‘Tensor Decomposition for Efficient Robotic Perception’ is a Cohesion project, bringing together Dr Kim Batselier of ME’s Delft Center for System and Control (DCSC) and Dr Julian Kooij of the Intelligent Vehicles group at the department of Cognitive Robotics (CoR). Their aim is to use the mathematical concept of Tensor Decomposition to compress the huge amounts of sensory data perceived by driverless vehicles to improve their overall efficiency.
So what is Tensor Decomposition? “It’s a way to reduce large data to small data,’ says Kooij, “It’s been applied to various types of task but not really to this kind of problem where you take a lot of sensor data and compress it. So the project’s about applying these mathematical techniques to the perception side of robotics to see what benefits we can gain by reducing the amount of data that needs to be processed.”
Lots of Sensor data
Self-driving vehicles need a lot of sensor data of many different types: “With vehicles you have cameras, you have remote-sensing - Lidar or Light Detection and Ranging - you also have laser scanning, and maybe even audio microphones so all kinds of sensor data comes streaming in and you need be able to process this all at once,” explains Kooij.
“And if you think about a self-driving car,” adds Batselier, “if someone crosses the road, then the car needs to detect that person - that’s where the whole robotic perception comes in - and then immediately process it and act on it to stop the car in time. You can’t stop a second after you’ve seen the pedestrian, you have to have very short reaction time so the process needs to move fast and efficiently.”
Tensor Decomposition is a way to reduce large data to small data.
Researcher
Energy efficiency
One solution of course is bigger and more powerful machines in the back of the car but the more perception tasks the vehicle needs to make – for monitoring the surroundings, or comparing incoming images with a database of known locations, or even making predictions – the greater the amount of data that needs to be processed. “And more processing means more expensive hardware, and more heat and more energy.”

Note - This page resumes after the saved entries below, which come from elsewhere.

//! Fiscal driver seam.
//!
//! The vendor driver is a stateful handle: inputs are staged as parameters,
//! a named command is executed, and outputs are read back as parameters. A
//! failing command reports a negative status and leaves a description behind
//! until `reset_error()` is called.
//!
//! Key design goals:
//! - **Closed vocabulary**: commands, settings and parameters are enums, so a
//!   session can only ask for what the gateway knows how to interpret
//! - **Typed reads**: `param_*` helpers return neutral values for anything the
//!   driver did not fill, matching how the vendor API reports absent outputs
//! - **Swappable backend**: sessions hold a `Box<dyn FiscalDriver>` created by a
//!   [`DriverFactory`]; the bundled backend is the in-memory emulator

use chrono::NaiveDateTime;
use std::sync::Arc;

/// Non-negative on success; negative driver error code on failure.
pub type Status = Result<(), i32>;

// ---------------------------------------------------------------------------
// Settings (applied before open)
// ---------------------------------------------------------------------------

#[derive(Debug, Clone, Copy, PartialEq, Eq, Hash)]
pub enum Setting {
    Model,
    Port,
    ComFile,
    BaudRate,
    OfdChannel,
    TimeZone,
}

/// Value for `Setting::Model` / `Setting::OfdChannel` meaning "detect".
pub const SETTING_AUTO: &str = "auto";

/// Value for `Setting::Port` selecting the serial line transport.
pub const PORT_COM: &str = "com";

// ---------------------------------------------------------------------------
// Parameters
// ---------------------------------------------------------------------------

/// Driver parameters used by the gateway, inputs and outputs alike.
#[derive(Debug, Clone, Copy, PartialEq, Eq, Hash)]
pub enum Param {
    // Receipts and items
    ReceiptType,
    ReceiptElectronically,
    DocumentElectronically,
    CommodityName,
    Price,
    Quantity,
    MeasurementUnit,
    TaxType,
    PaymentType,
    PaymentSum,
    Sum,
    ElectronicallyPaymentMethod,
    ElectronicallyId,
    ElectronicallyAddInfo,

    // Text printing
    Text,
    Alignment,
    TextWrap,
    FontDoubleWidth,
    Defer,
    PrintFooter,

    // Query selectors
    UnitType,

    // Confirmation
    DocumentClosed,
    DocumentPrinted,

    // TLV helper output
    TagValue,

    // Status outputs
    SerialNumber,
    ReceiptLineLength,
    ReceiptLineLengthPix,
    DateTime,
    ModelName,
    Model,
    Mode,
    SubMode,
    LogicalNumber,
    OperatorId,
    OperatorRegistered,
    DocumentNumber,
    DocumentType,
    DocumentsCount,
    ReceiptNumber,
    ReceiptSum,
    ShiftNumber,
    ShiftState,
    Remainder,
    Change,
    Blocked,
    CashDrawerOpened,
    CoverOpened,
    CutError,
    Fiscal,
    FnFiscal,
    FnPresent,
    InvalidFn,
    PaperNearEnd,
    PrinterConnectionLost,
    PrinterError,
    PrinterOverheat,
    ReceiptPaperPresent,

    // Fiscal storage outputs
    OfdExchangeStatus,
    OfdMessageRead,
    LastSuccessfulOkp,
    FnVersion,
    FnExecution,
    FnType,
    FnState,
    FnFlags,
    FnNeedReplacement,
    FnResourceExhausted,
    FnMemoryOverflow,
    FnOfdTimeout,
    FnCriticalError,
    FnContainsKeysUpdaterServerUri,
    FnKeysUpdaterServerUri,
    RegistrationsCount,
    FiscalSign,
    NetworkError,
    NetworkErrorText,
    OfdError,
    OfdErrorText,
    FnError,
    FnErrorText,
    CommandCode,
    DataForSendIsEmpty,
    DeviceFfdVersion,
    DeviceMinFfdVersion,
    DeviceMaxFfdVersion,
    FnFfdVersion,
    FnMaxFfdVersion,
    FfdVersion,
    UnitVersion,
    UnitReleaseVersion,
    TradeMarkedProducts,
    InsuranceActivity,
    PawnShopActivity,
    Vending,
    Catering,
    Wholesale,

    /// Numbered fiscal attribute (operator name 1021, customer info 1256, ...).
    Tag(u16),
}

/// Fiscal attribute numbers used by the gateway.
pub mod tags {
    pub const CUSTOMER_CONTACT: u16 = 1008;
    pub const ORGANIZATION_ADDRESS: u16 = 1009;
    pub const OFD_VATIN: u16 = 1017;
    pub const ORGANIZATION_VATIN: u16 = 1018;
    pub const OPERATOR_NAME: u16 = 1021;
    pub const MACHINE_NUMBER: u16 = 1036;
    pub const REGISTRATION_NUMBER: u16 = 1037;
    pub const OFD_NAME: u16 = 1046;
    pub const ORGANIZATION_NAME: u16 = 1048;
    pub const FNS_URL: u16 = 1060;
    pub const TAXATION_TYPES: u16 = 1062;
    pub const AGENT_SIGN: u16 = 1057;
    pub const USER_ATTRIBUTE: u16 = 1084;
    pub const USER_ATTRIBUTE_NAME: u16 = 1085;
    pub const USER_ATTRIBUTE_VALUE: u16 = 1086;
    pub const SELLER_EMAIL: u16 = 1117;
    pub const PAYMENTS_ADDRESS: u16 = 1187;
    pub const OPERATOR_INN: u16 = 1203;
    pub const FFD_VERSION: u16 = 1209;
    pub const CUSTOMER_NAME: u16 = 1227;
    pub const CUSTOMER_INN: u16 = 1228;
    pub const CUSTOMER_BIRTHDATE: u16 = 1243;
    pub const CUSTOMER_CITIZENSHIP: u16 = 1244;
    pub const CUSTOMER_DOCUMENT_CODE: u16 = 1245;
    pub const CUSTOMER_DOCUMENT_DATA: u16 = 1246;
    pub const CUSTOMER_ADDRESS: u16 = 1254;
    pub const CUSTOMER_INFO: u16 = 1256;
    pub const AUTO_MODE_SIGN: u16 = 1001;
    pub const OFFLINE_MODE_SIGN: u16 = 1002;
    pub const ENCRYPTION_SIGN: u16 = 1056;
    pub const INTERNET_SIGN: u16 = 1108;
    pub const SERVICE_SIGN: u16 = 1109;
    pub const BSO_SIGN: u16 = 1110;
    pub const LOTTERY_SIGN: u16 = 1126;
    pub const GAMBLING_SIGN: u16 = 1193;
    pub const EXCISE_SIGN: u16 = 1207;
    pub const MACHINE_INSTALLATION_SIGN: u16 = 1221;
}

/// Alignment values for `Param::Alignment`.
pub const ALIGNMENT_CENTER: i64 = 1;

/// Word wrapping for `Param::TextWrap`.
pub const TEXT_WRAP_WORDS: i64 = 1;

#[derive(Debug, Clone, PartialEq)]
pub enum ParamValue {
    Bool(bool),
    Int(i64),
    Double(f64),
    Str(String),
    Bytes(Vec<u8>),
    DateTime(NaiveDateTime),
}

impl From<bool> for ParamValue {
    fn from(v: bool) -> Self {
        ParamValue::Bool(v)
    }
}

impl From<i64> for ParamValue {
    fn from(v: i64) -> Self {
        ParamValue::Int(v)
    }
}

impl From<f64> for ParamValue {
    fn from(v: f64) -> Self {
        ParamValue::Double(v)
    }
}

impl From<&str> for ParamValue {
    fn from(v: &str) -> Self {
        ParamValue::Str(v.to_string())
    }
}

impl From<String> for ParamValue {
    fn from(v: String) -> Self {
        ParamValue::Str(v)
    }
}

impl From<Vec<u8>> for ParamValue {
    fn from(v: Vec<u8>) -> Self {
        ParamValue::Bytes(v)
    }
}

impl From<NaiveDateTime> for ParamValue {
    fn from(v: NaiveDateTime) -> Self {
        ParamValue::DateTime(v)
    }
}

// ---------------------------------------------------------------------------
// Query selectors
// ---------------------------------------------------------------------------

/// Device-side data for `Command::QueryData`.
#[derive(Debug, Clone, Copy, PartialEq, Eq, Hash)]
pub enum DataType {
    Status,
    SerialNumber,
    ReceiptLineLength,
    ShiftState,
    ReceiptState,
    /// Payment sum filtered by `Param::PaymentType` and `Param::ReceiptType`.
    PaymentSum,
    CashInSum,
    CashOutSum,
    CashInCount,
    CashOutCount,
    CashSum,
    LastSentOfdDocumentDateTime,
    /// Version of the unit selected by `Param::UnitType`.
    UnitVersion,
}

/// Unit selector for `DataType::UnitVersion`.
#[derive(Debug, Clone, Copy, PartialEq, Eq, Hash)]
pub enum UnitType {
    Firmware,
    Configuration,
    Templates,
    ControlUnit,
    Boot,
}

impl UnitType {
    pub fn code(self) -> i64 {
        match self {
            UnitType::Firmware => 0,
            UnitType::Configuration => 1,
            UnitType::Templates => 2,
            UnitType::ControlUnit => 3,
            UnitType::Boot => 4,
        }
    }

    pub fn from_code(code: i64) -> Option<Self> {
        match code {
            0 => Some(UnitType::Firmware),
            1 => Some(UnitType::Configuration),
            2 => Some(UnitType::Templates),
            3 => Some(UnitType::ControlUnit),
            4 => Some(UnitType::Boot),
            _ => None,
        }
    }
}

/// Fiscal-storage data for `Command::FnQueryData`.
#[derive(Debug, Clone, Copy, PartialEq, Eq, Hash)]
pub enum FnDataType {
    Shift,
    DocumentsCountInShift,
    OfdExchangeStatus,
    FnInfo,
    RegInfo,
    LastRegistration,
    LastReceipt,
    LastDocument,
    Errors,
    FfdVersions,
}

#[derive(Debug, Clone, Copy, PartialEq, Eq, Hash)]
pub enum ReportType {
    X,
    CloseShift,
    KktDemo,
    KktInfo,
    FnRegistrations,
    OfdExchangeStatus,
    OfdTest,
    CloseShiftReports,
    LastDocument,
}

// ---------------------------------------------------------------------------
// Commands
// ---------------------------------------------------------------------------

#[derive(Debug, Clone, Copy, PartialEq, Eq, Hash)]
pub enum Command {
    Open,
    Close,
    QueryData(DataType),
    FnQueryData(FnDataType),
    Report(ReportType),
    OperatorLogin,
    OpenReceipt,
    CloseReceipt,
    CancelReceipt,
    Registration,
    Payment,
    CashIncome,
    CashOutcome,
    CheckDocumentClosed,
    ContinuePrint,
    PrintText,
    PrintCliche,
    BeginNonfiscalDocument,
    EndNonfiscalDocument,
    /// Packs the staged tag parameters into `Param::TagValue`.
    UtilFormTlv,
}

// ---------------------------------------------------------------------------
// Driver trait
// ---------------------------------------------------------------------------

/// One stateful driver handle. Not shared between sessions.
pub trait FiscalDriver: Send {
    /// Backend name (for logging).
    fn name(&self) -> &str;

    fn set_setting(&mut self, key: Setting, value: &str);

    /// Commit staged settings. Negative on failure.
    fn apply_settings(&mut self) -> i32;

    fn set_param(&mut self, key: Param, value: ParamValue);

    fn param(&self, key: Param) -> Option<ParamValue>;

    fn execute(&mut self, command: Command) -> Status;

    fn is_opened(&self) -> bool;

    fn error_description(&self) -> String;

    fn reset_error(&mut self);

    fn param_bool(&self, key: Param) -> bool {
        match self.param(key) {
            Some(ParamValue::Bool(v)) => v,
            Some(ParamValue::Int(v)) => v != 0,
            _ => false,
        }
    }

    fn param_int(&self, key: Param) -> i64 {
        match self.param(key) {
            Some(ParamValue::Int(v)) => v,
            Some(ParamValue::Bool(v)) => i64::from(v),
            Some(ParamValue::Double(v)) => v as i64,
            _ => 0,
        }
    }

    fn param_u32(&self, key: Param) -> u32 {
        u32::try_from(self.param_int(key)).unwrap_or(0)
    }

    fn param_f64(&self, key: Param) -> f64 {
        match self.param(key) {
            Some(ParamValue::Double(v)) => v,
            Some(ParamValue::Int(v)) => v as f64,
            _ => 0.0,
        }
    }

    fn param_string(&self, key: Param) -> String {
        match self.param(key) {
            Some(ParamValue::Str(v)) => v,
            _ => String::new(),
        }
    }

    fn param_bytes(&self, key: Param) -> Vec<u8> {
        match self.param(key) {
            Some(ParamValue::Bytes(v)) => v,
            _ => Vec::new(),
        }
    }

    fn param_datetime(&self, key: Param) -> Option<NaiveDateTime> {
        match self.param(key) {
            Some(ParamValue::DateTime(v)) => Some(v),
            _ => None,
        }
    }
}

/// Creates a fresh driver handle for each session.
pub type DriverFactory = Arc<dyn Fn() -> Box<dyn FiscalDriver> + Send + Sync>;
//! In-memory fiscal device.
//!
//! `EmulatedDevice` is the "physical" device: shift, receipt, cash drawer,
//! counters and the journal of every command executed against it. Each session
//! gets its own `EmulatedDriver` handle (settings, staged parameters, link and
//! error state) sharing that device, so state survives across sessions the way
//! a real register's does.
//!
//! Fault injection is per command: fail the n-th upcoming call, fail every
//! call, or script the outcomes of the confirmation primitives.

use crate::kkm::driver::{
    tags, Command, DataType, DriverFactory, FiscalDriver, FnDataType, Param, ParamValue,
    ReportType, Setting, Status, UnitType, PORT_COM,
};
use crate::kkm::types::{DocumentType, PaymentType, ReceiptType, ShiftState};
use chrono::{Duration as ChronoDuration, Local, NaiveDateTime};
use std::collections::{HashMap, VecDeque};
use std::sync::{Arc, Mutex, MutexGuard};

const ERR_GENERIC: i32 = -1;
const NO_ERRORS: &str = "No errors";

/// Tags packed by `UtilFormTlv`.
const PACKABLE_TAGS: [u16; 9] = [
    tags::CUSTOMER_NAME,
    tags::CUSTOMER_INN,
    tags::CUSTOMER_BIRTHDATE,
    tags::CUSTOMER_CITIZENSHIP,
    tags::CUSTOMER_DOCUMENT_CODE,
    tags::CUSTOMER_DOCUMENT_DATA,
    tags::CUSTOMER_ADDRESS,
    tags::USER_ATTRIBUTE_NAME,
    tags::USER_ATTRIBUTE_VALUE,
];

/// Tags captured onto the receipt record when it is opened.
const RECEIPT_TAGS: [u16; 6] = [
    tags::OPERATOR_NAME,
    tags::OPERATOR_INN,
    tags::CUSTOMER_CONTACT,
    tags::USER_ATTRIBUTE,
    tags::SELLER_EMAIL,
    tags::CUSTOMER_INFO,
];

// ---------------------------------------------------------------------------
// Scripted outcomes
// ---------------------------------------------------------------------------

/// Result of one `CheckDocumentClosed` poll.
#[derive(Debug, Clone, Copy, PartialEq, Eq)]
pub enum CheckOutcome {
    /// The poll itself fails (negative status).
    Error,
    /// The poll succeeds and reports the given flags.
    Done { closed: bool, printed: bool },
}

impl CheckOutcome {
    pub const CLOSED_AND_PRINTED: CheckOutcome = CheckOutcome::Done {
        closed: true,
        printed: true,
    };
}

#[derive(Debug, Clone)]
struct FaultRule {
    /// Calls remaining until the fault fires; `None` fires on every call.
    countdown: Option<usize>,
    description: String,
}
//! Call adapters.
//!
//! A [`Request`] names an action (`"<method>/kkm/<action>"`), an optional
//! device serial number and a JSON details object. [`Handler::handle`] parses
//! the details, opens one device session, runs the action and answers with a
//! single merged JSON object.
//!
//! Status codes follow the HTTP front end: unknown actions are 404, malformed
//! requests 400, and any error escaping a session is 500 with
//! `{"success": false, "message": ...}`. A device-level failure recorded in
//! the result is still a 200 answer with `success: false`.

use crate::kkm::details::{CashDetails, CloseDetails, PrintDetails, ReceiptDetails};
use crate::kkm::driver::DriverFactory;
use crate::kkm::result::{MESSAGE_KEY, SUCCESS_KEY};
use crate::kkm::{
    merge_all, ConnParams, Device, KkmConfig, KkmError, KnownConnParams, OperationResult,
};
use serde_json::{Map, Value};
use std::collections::HashMap;
use std::sync::{Arc, Mutex, MutexGuard};
use thiserror::Error;
use tracing::{debug, info, warn};
use uuid::Uuid;

// ---------------------------------------------------------------------------
// Request / Response
// ---------------------------------------------------------------------------

#[derive(Debug, Clone, Copy, PartialEq, Eq)]
pub enum Method {
    Get,
    Post,
}

impl Method {
    fn as_str(self) -> &'static str {
        match self {
            Method::Get => "get",
            Method::Post => "post",
        }
    }
}

#[derive(Debug, Clone)]
pub struct Request {
    pub id: Uuid,
    pub method: Method,
    /// `kkm/<action>`, leading and trailing slashes ignored.
    pub path: String,
    pub serial: Option<String>,
    pub details: Value,
}

impl Request {
    pub fn new(method: Method, path: impl Into<String>) -> Self {
        Self {
            id: Uuid::new_v4(),
            method,
            path: path.into(),
            serial: None,
            details: Value::Object(Map::new()),
        }
    }

    pub fn serial(mut self, serial: impl Into<String>) -> Self {
        self.serial = Some(serial.into());
        self
    }

    pub fn details(mut self, details: Value) -> Self {
        self.details = details;
        self
    }

    fn key(&self) -> String {
        format!("{}/{}", self.method.as_str(), self.path.trim_matches('/'))
    }

    fn log_prefix(&self) -> String {
        format!("Request [{}]: ", self.id)
    }
}

#[derive(Debug, Clone, PartialEq)]
pub struct Response {
    pub status: u16,
    pub body: Value,
}

impl Response {
    pub fn success(&self) -> bool {
        self.body
            .get(SUCCESS_KEY)
            .and_then(Value::as_bool)
            .unwrap_or(false)
    }
}

// ---------------------------------------------------------------------------
// Actions
// ---------------------------------------------------------------------------

#[derive(Debug, Clone, Copy, PartialEq, Eq)]
enum Action {
    BaseStatus,
    Status,
    FullStatus,
    Learn,
    ResetRegistry,
    PrintDemo,
    PrintNonFiscalDocument,
    PrintInfo,
    PrintFnRegistrations,
    PrintOfdExchangeStatus,
    PrintOfdTest,
    PrintCloseShiftReports,
    PrintLastDocument,
    CashStat,
    CashIn,
    CashOut,
    Sell,
    SellReturn,
    ReportX,
    CloseShift,
    ResetState,
}

const ROUTES: [(&str, Action); 22] = [
    ("get/kkm/base-status", Action::BaseStatus),
    ("get/kkm/status", Action::Status),
    ("get/kkm/full-status", Action::FullStatus),
    ("post/kkm/learn", Action::Learn),
    ("post/kkm/reset-registry", Action::ResetRegistry),
    ("post/kkm/print-demo", Action::PrintDemo),
    ("post/kkm/print-non-fiscal-doc", Action::PrintNonFiscalDocument),
    ("post/kkm/print-info", Action::PrintInfo),
    ("post/kkm/print-fn-registrations", Action::PrintFnRegistrations),
    ("post/kkm/print-ofd-exchange-status", Action::PrintOfdExchangeStatus),
    ("post/kkm/print-ofd-test", Action::PrintOfdTest),
    ("post/kkm/print-close-shift-reports", Action::PrintCloseShiftReports),
    ("post/kkm/print-last-document", Action::PrintLastDocument),
    ("get/kkm/cash-stat", Action::CashStat),
    ("post/kkm/cash-in", Action::CashIn),
    ("post/kkm/cash-out", Action::CashOut),
    ("post/kkm/sell", Action::Sell),
    ("post/kkm/sell-return", Action::SellReturn),
    ("post/kkm/report-x", Action::ReportX),
    ("post/kkm/report-z", Action::CloseShift),
    ("post/kkm/close-shift", Action::CloseShift),
    ("post/kkm/reset-state", Action::ResetState),
];

impl Action {
    fn route(key: &str) -> Option<Self> {
        ROUTES
            .iter()
            .find(|(route, _)| *route == key)
            .map(|(_, action)| *action)
    }
}

/// Why a request produced no merged result.
#[derive(Debug, Error)]
enum Rejection {
    #[error("{0}")]
    BadRequest(String),

    #[error("{0}")]
    NotFound(String),

    #[error(transparent)]
    Kkm(#[from] KkmError),
}

impl Rejection {
    fn status(&self) -> u16 {
        match self {
            Rejection::BadRequest(_) => 400,
            Rejection::NotFound(_) => 404,
            Rejection::Kkm(_) => 500,
        }
    }

    /// The caller sent something unusable; the device was not at fault.
    fn is_client_error(&self) -> bool {
        match self {
            Rejection::BadRequest(_) | Rejection::NotFound(_) => true,
            Rejection::Kkm(e) => e.is_validation(),
        }
    }
}

const BAD_REQUEST: &str = "Bad request";

// ---------------------------------------------------------------------------
// Handler
// ---------------------------------------------------------------------------

/// Dispatches requests to device sessions. Shared between request threads;
/// each request still drives its own session.
pub struct Handler {
    config: Arc<KkmConfig>,
    factory: DriverFactory,
    registry: Mutex<HashMap<String, Arc<KnownConnParams>>>,
}

impl Handler {
    pub fn new(config: Arc<KkmConfig>, factory: DriverFactory) -> Self {
        Self {
            config,
            factory,
            registry: Mutex::new(HashMap::new()),
        }
    }

    pub fn config(&self) -> &KkmConfig {
        &self.config
    }

    fn registry(&self) -> MutexGuard<'_, HashMap<String, Arc<KnownConnParams>>> {
        self.registry.lock().unwrap_or_else(|e| e.into_inner())
    }

    pub fn handle(&self, request: &Request) -> Response {
        let key = request.key();
        let Some(action) = Action::route(&key) else {
            warn!("{}Unknown action '{}'", request.log_prefix(), key);
            return Self::reject(Rejection::NotFound(format!("Unknown action '{key}'")));
        };
        debug!("{}{:?}", request.log_prefix(), action);

        match self.dispatch(action, request) {
            Ok(json) => Response {
                status: 200,
                body: Value::Object(json),
            },
            Err(rejection) => {
                if rejection.is_client_error() {
                    info!("{}Rejected: {}", request.log_prefix(), rejection);
                } else {
                    warn!("{}{}", request.log_prefix(), rejection);
                }
                Self::reject(rejection)
            }
        }
    }

    fn reject(rejection: Rejection) -> Response {
        let mut body = Map::new();
        body.insert(SUCCESS_KEY.into(), Value::Bool(false));
        body.insert(MESSAGE_KEY.into(), Value::String(rejection.to_string()));
        Response {
            status: rejection.status(),
            body: Value::Object(body),
        }
    }

    /// Descriptor learned for `serial`, from the cache or the registry files.
    fn known(&self, serial: &str) -> Result<Arc<KnownConnParams>, Rejection> {
        if let Some(known) = self.registry().get(serial) {
            return Ok(Arc::clone(known));
        }
        // Loaded without the lock; a record cached meanwhile wins.
        let loaded = KnownConnParams::load(serial, &self.config).map_err(|e| {
            debug!(serial, error = %e, "Descriptor not loaded");
            Rejection::NotFound(format!("KKM [{serial}] not found"))
        })?;
        let mut registry = self.registry();
        let known = registry
            .entry(serial.to_string())
            .or_insert_with(|| Arc::new(loaded));
        Ok(Arc::clone(known))
    }

    fn session(&self, request: &Request) -> Result<Device, Rejection> {
        let serial = request
            .serial
            .as_deref()
            .filter(|s| !s.is_empty())
            .ok_or_else(|| Rejection::BadRequest(BAD_REQUEST.into()))?;
        let known = self.known(serial)?;
        let device = Device::connect_known(
            (self.factory)(),
            &known,
            Arc::clone(&self.config),
            request.log_prefix(),
        )?;
        Ok(device)
    }

    fn dispatch(&self, action: Action, request: &Request) -> Result<Map<String, Value>, Rejection> {
        let results = match action {
            Action::Learn => return self.learn(request),
            Action::ResetRegistry => {
                self.registry().clear();
                info!("{}Registry cleared", request.log_prefix());
                vec![OperationResult::new()]
            }

            Action::BaseStatus => vec![self.session(request)?.get_status()],
            Action::Status => {
                let mut kkm = self.session(request)?;
                vec![
                    kkm.get_status(),
                    kkm.get_shift_state(),
                    kkm.get_receipt_state(),
                    kkm.get_cash_stat(),
                    kkm.get_ofd_exchange_status(),
                    kkm.get_last_receipt(),
                    kkm.get_last_document(),
                    kkm.get_errors(),
                ]
            }
            Action::FullStatus => {
                let mut kkm = self.session(request)?;
                vec![
                    kkm.get_status(),
                    kkm.get_shift_state(),
                    kkm.get_receipt_state(),
                    kkm.get_cash_stat(),
                    kkm.get_ofd_exchange_status(),
                    kkm.get_fn_info(),
                    kkm.get_registration_info(),
                    kkm.get_last_registration(),
                    kkm.get_last_receipt(),
                    kkm.get_last_document(),
                    kkm.get_errors(),
                    kkm.get_ffd_version(),
                    kkm.get_fw_version(),
                ]
            }
            Action::CashStat => vec![self.session(request)?.get_cash_stat()],

            Action::PrintDemo => vec![self.session(request)?.print_demo()],
            Action::PrintInfo => vec![self.session(request)?.print_info()],
            Action::PrintFnRegistrations => vec![self.session(request)?.print_fn_registrations()],
            Action::PrintOfdExchangeStatus => {
                vec![self.session(request)?.print_ofd_exchange_status()]
            }
            Action::PrintOfdTest => vec![self.session(request)?.print_ofd_test()],
            Action::PrintCloseShiftReports => {
                vec![self.session(request)?.print_close_shift_reports()]
            }
            Action::PrintLastDocument => vec![self.session(request)?.print_last_document()],
            Action::PrintNonFiscalDocument => {
                let details = PrintDetails::from_json(&request.details)?;
                vec![self.session(request)?.print_non_fiscal_document(&details)?]
            }

            Action::CashIn => {
                let details = CashDetails::from_json(&request.details, &self.config)?;
                vec![self.session(request)?.register_cash_in(&details)?]
            }
            Action::CashOut => {
                let details = CashDetails::from_json(&request.details, &self.config)?;
                vec![self.session(request)?.register_cash_out(&details)?]
            }
            Action::Sell => {
                let details = ReceiptDetails::from_json(&request.details, &self.config)?;
                vec![self.session(request)?.register_sell(&details)?]
            }
            Action::SellReturn => {
                let details = ReceiptDetails::from_json(&request.details, &self.config)?;
                vec![self.session(request)?.register_sell_return(&details)?]
            }
            Action::ReportX => {
                let details = CloseDetails::from_json(&request.details)?;
                vec![self.session(request)?.report_x(&details)?]
            }
            Action::CloseShift => {
                let details = CloseDetails::from_json(&request.details)?;
                vec![self.session(request)?.close_shift(&details)?]
            }
            Action::ResetState => {
                let details = CloseDetails::from_json(&request.details)?;
                vec![self.session(request)?.reset_state(&details)?]
            }
        };
        Ok(merge_all(&results))
    }

    fn learn(&self, request: &Request) -> Result<Map<String, Value>, Rejection> {
        if request.serial.as_deref().is_some_and(|s| !s.is_empty()) {
            return Err(Rejection::BadRequest(BAD_REQUEST.into()));
        }
        let descriptor = request
            .details
            .get("connParams")
            .and_then(Value::as_str)
            .ok_or_else(|| {
                Rejection::BadRequest(KkmError::requires_property("connParams").to_string())
            })?;
        let status = self.learn_descriptor(descriptor, request.log_prefix())?;
        Ok(merge_all(&[status]))
    }

    /// Probe an unverified descriptor: connect, read the status, print the
    /// greeting and persist the descriptor under the reported serial number.
    pub fn learn_descriptor(
        &self,
        descriptor: &str,
        log_prefix: String,
    ) -> crate::kkm::Result<OperationResult> {
        let params = ConnParams::resolve(descriptor)?;
        let mut kkm = Device::connect(
            (self.factory)(),
            &params,
            Arc::clone(&self.config),
            log_prefix.clone(),
        )?;
        let serial = kkm.serial_number().to_string();
        self.registry().insert(
            serial.clone(),
            Arc::new(KnownConnParams::new(params.clone(), serial.clone())),
        );

        let status = kkm.get_status();
        kkm.print_hello()?;
        params.save(&serial, &self.config)?;
        info!("{}KKM [{}] learned via {}", log_prefix, serial, params);
        Ok(status)
    }
}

So Batselier and Kooij’s approach is to take existing methods and then compress them “in a smart way.” In other words, remove the parameters that you don’t actually need - this is the compression part – so there’s less to process. “And you can have different trade-offs,” says Kooij. “Either you reduce the processing needs for the same latency i.e. the time delay between perception, processing and reaction, or you just need less hardware, or you have the same hardware but do more tasks.”
“But what it comes down to,” summarises Batselier, “if you have a full tank of gas in your self-driving car, and it has to do all these tasks, how many kilometres can it drive with a full tank of gas basically? How efficient can you make it?”
Choices and connection points
In the first stages of a 4-year PhD project, the Cohesion team is currently focussed on the process of how to make the choices about where and how to compress. “There are many, many choices possible,” says Kooij, “but how do you make these choices when some things might be compressible and it’s actually a really good representation because the data itself was not inherently very complex, but in other cases, there be maybe a lot of details in the data that you’re trying to compress and then you lose a lot of that detail.”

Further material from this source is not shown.